Create a new slave node on the Jenkins master configured with a unique label (I chose "xcode-unittests") and launch method set to "Launch slave agents via Java Web Start).
Login via screen sharing (VNC) to the Mac slave and start the slave agent. In my case, I could not get the slave to launch from the browser, probably because my browser did not have the necessary Java plug-in for running applets. I therefore used the command line javaws http://{jenkins-host}/computer/{slave-name}/slave-agent.jnlp. To make this a bit more robust, I configured this command to automatically run every time I login to the machine interactively, under System Preferences, Users & Groups, Login Items.
Quit Screen Sharing without logging out of the Mac slave. This keeps the interactive session running the slave agent alive, even though nobody is actually using the machine.
In order for the unit tests to run without prompting a user, I also had to run sudo DevToolsSecurity -enable on the Mac slave. This allows Xcode to interact with the iOS Simulator without interactively asking for permission to do so each time.
If the slave machine is ever rebooted, someone must login to the Mac slave to get the slave agent to run again. For that reason, I also left my SSH-based slave active as well.
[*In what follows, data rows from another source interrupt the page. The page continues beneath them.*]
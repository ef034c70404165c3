//! Indicator Store Port - Derived-State Persistence Interface
//!
//! The state managers persist their full rolling state (not just the
//! derived values) so a restart resumes without recomputing from
//! history. The payload is an already-serialized JSON document; the
//! store only guarantees atomic, versioned, per-kind storage.

use async_trait::async_trait;

use crate::domain::indicator::IndicatorKind;

/// Persisted snapshot format version. Bump when the layout changes;
/// loaders reject snapshots from a different version and start fresh.
pub const SNAPSHOT_VERSION: u32 = 1;

/// Trait for indicator-state persistence providers.
///
/// One document per indicator kind, keyed internally per instrument.
/// Writes must be atomic (write-new-then-rename or equivalent) so a
/// crash never leaves a partially written snapshot.
#[async_trait]
pub trait IndicatorStore: Send + Sync + 'static {
    /// Persist the latest snapshot for `kind`, replacing any previous one.
    async fn save(&self, kind: IndicatorKind, snapshot: &serde_json::Value)
        -> anyhow::Result<()>;

    /// Load the last persisted snapshot for `kind`, or `None` on first run.
    async fn load(&self, kind: IndicatorKind) -> anyhow::Result<Option<serde_json::Value>>;

    /// Check that the backing storage is usable (directory writable).
    async fn is_healthy(&self) -> bool;
}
I split my Jenkins jobs into separate jobs for building the apps and running the unit tests. The jobs for building the apps are configured to run on the SSH-based slave, and the jobs for running the unit tests are configured to run on the interactive slave node described above. That way, if the interactive slave goes down, only the unit tests are affected, not the product builds.
Try starting your jenkins slave from a standard terminal on your Mac slave, not from the master using SSH.
See GBegen and coffeebreaks' answers. When the Jenkins is secured, use the alternative command line to start it from a screen share/VNC terminal session is
java -jar slave.jar -jnlpUrl http://jenkins-master:port/computer/jenkins-slave/slave-agent.jnlp -secret XXXXXXXXXXXXXXXXXXXXXXXXXXXXXXXXX
What #GBegen said is correct and I used to do that before as well - Run the simulator and exit VNC without logging out, but that was not reliable. What I do now is to have a script that actually launches the simulator if it is not running. With Xcode 5 that broke as well, but I fixed it by adding the jenkins user to the admin group.